Filter the entries for lines with the word "AccessLogEntry".

╔══

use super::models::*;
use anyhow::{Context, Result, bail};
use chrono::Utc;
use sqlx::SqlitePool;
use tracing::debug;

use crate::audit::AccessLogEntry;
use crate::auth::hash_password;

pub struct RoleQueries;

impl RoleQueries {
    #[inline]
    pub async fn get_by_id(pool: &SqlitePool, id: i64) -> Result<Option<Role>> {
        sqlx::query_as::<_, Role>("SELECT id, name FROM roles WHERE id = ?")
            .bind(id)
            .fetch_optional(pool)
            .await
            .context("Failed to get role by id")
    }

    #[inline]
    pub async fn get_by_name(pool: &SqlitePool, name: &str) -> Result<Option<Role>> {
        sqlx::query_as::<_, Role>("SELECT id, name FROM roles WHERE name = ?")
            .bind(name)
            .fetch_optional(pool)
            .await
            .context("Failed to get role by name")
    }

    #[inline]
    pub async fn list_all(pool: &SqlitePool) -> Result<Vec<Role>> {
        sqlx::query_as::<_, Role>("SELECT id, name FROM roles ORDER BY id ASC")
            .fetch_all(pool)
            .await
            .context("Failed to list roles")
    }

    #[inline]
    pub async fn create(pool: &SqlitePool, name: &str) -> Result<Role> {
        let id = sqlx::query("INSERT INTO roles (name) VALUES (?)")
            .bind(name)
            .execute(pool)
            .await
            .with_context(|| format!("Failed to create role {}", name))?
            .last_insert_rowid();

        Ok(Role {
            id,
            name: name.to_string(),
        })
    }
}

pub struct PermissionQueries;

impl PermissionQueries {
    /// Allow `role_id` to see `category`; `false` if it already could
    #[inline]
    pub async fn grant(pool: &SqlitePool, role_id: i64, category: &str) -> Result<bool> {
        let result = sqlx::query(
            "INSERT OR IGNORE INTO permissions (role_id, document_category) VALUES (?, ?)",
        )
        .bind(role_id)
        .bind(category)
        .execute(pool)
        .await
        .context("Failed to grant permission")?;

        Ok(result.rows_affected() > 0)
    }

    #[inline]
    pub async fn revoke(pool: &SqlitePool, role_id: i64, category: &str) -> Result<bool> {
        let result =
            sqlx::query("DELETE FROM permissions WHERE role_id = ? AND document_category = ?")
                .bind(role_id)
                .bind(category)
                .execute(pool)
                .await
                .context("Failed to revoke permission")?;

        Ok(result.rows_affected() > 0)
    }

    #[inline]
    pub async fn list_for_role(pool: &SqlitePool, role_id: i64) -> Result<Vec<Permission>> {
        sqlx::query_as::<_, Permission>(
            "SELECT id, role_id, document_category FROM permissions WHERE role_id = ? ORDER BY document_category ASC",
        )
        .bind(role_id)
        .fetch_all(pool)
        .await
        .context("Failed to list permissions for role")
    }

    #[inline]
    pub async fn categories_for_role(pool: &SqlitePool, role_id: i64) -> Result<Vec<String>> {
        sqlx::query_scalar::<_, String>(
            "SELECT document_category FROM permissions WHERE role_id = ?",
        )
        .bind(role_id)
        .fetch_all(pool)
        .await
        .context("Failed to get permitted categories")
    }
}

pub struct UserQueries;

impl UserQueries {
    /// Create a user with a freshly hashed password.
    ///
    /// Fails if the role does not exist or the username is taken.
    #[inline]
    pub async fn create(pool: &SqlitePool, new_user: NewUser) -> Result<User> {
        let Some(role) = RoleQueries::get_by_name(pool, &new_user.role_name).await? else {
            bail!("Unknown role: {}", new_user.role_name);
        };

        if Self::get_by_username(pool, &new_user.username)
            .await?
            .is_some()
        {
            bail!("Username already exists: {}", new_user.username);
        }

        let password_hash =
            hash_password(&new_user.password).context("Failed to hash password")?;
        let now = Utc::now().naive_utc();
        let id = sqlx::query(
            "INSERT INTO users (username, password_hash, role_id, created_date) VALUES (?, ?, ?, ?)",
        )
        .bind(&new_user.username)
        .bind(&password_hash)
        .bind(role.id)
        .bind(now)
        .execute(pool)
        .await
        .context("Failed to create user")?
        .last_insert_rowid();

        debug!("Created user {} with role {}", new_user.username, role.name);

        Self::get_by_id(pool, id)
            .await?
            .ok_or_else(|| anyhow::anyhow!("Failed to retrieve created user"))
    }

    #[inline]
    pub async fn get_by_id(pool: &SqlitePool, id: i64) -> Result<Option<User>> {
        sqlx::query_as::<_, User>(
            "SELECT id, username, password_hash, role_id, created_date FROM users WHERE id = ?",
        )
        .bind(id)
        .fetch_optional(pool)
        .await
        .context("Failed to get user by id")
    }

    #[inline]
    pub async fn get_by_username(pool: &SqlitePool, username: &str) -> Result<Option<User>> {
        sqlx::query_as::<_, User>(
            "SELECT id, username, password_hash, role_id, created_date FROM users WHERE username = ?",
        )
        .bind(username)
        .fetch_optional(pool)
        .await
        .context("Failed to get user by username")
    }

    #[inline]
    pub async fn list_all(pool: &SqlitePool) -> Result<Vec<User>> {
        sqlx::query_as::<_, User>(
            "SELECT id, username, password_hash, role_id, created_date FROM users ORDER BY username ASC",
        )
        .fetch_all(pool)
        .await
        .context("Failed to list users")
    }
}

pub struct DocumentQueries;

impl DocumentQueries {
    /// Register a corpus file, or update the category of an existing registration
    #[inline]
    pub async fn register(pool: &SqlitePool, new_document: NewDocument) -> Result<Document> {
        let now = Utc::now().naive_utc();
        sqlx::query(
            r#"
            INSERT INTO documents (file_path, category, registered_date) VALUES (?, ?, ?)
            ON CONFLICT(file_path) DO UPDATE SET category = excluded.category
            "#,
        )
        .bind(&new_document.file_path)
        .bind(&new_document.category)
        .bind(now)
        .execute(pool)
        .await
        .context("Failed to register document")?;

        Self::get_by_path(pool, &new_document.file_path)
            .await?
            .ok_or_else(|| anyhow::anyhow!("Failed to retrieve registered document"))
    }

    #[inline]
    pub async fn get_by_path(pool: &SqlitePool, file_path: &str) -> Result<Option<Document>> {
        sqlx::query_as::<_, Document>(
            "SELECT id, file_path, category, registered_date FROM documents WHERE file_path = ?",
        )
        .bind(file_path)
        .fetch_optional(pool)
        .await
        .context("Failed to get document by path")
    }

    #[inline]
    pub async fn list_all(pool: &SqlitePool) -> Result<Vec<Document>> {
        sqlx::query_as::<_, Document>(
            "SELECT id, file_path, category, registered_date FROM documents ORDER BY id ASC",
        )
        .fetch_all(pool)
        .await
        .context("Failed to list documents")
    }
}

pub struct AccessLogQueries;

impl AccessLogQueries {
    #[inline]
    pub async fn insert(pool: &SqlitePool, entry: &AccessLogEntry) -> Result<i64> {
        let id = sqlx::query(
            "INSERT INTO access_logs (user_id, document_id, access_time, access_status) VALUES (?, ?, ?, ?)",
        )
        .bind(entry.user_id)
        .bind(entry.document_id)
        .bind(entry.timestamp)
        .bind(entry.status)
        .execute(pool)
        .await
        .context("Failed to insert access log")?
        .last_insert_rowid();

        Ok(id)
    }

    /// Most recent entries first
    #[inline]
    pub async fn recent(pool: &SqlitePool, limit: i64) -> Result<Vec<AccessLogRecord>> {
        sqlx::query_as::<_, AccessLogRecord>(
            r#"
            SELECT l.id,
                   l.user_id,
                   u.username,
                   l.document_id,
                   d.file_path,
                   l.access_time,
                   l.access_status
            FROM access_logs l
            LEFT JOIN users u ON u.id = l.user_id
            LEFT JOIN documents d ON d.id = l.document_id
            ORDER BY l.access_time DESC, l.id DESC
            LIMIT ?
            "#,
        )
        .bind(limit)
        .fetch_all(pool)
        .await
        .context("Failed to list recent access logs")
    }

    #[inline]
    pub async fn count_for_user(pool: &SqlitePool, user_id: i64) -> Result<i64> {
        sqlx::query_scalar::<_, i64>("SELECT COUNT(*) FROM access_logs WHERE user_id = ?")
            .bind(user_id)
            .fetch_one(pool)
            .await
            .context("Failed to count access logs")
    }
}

╚══

▶ **Exercise answer**
use crate::audit::AccessLogEntry;
    pub async fn insert(pool: &SqlitePool, entry: &AccessLogEntry) -> Result<i64> {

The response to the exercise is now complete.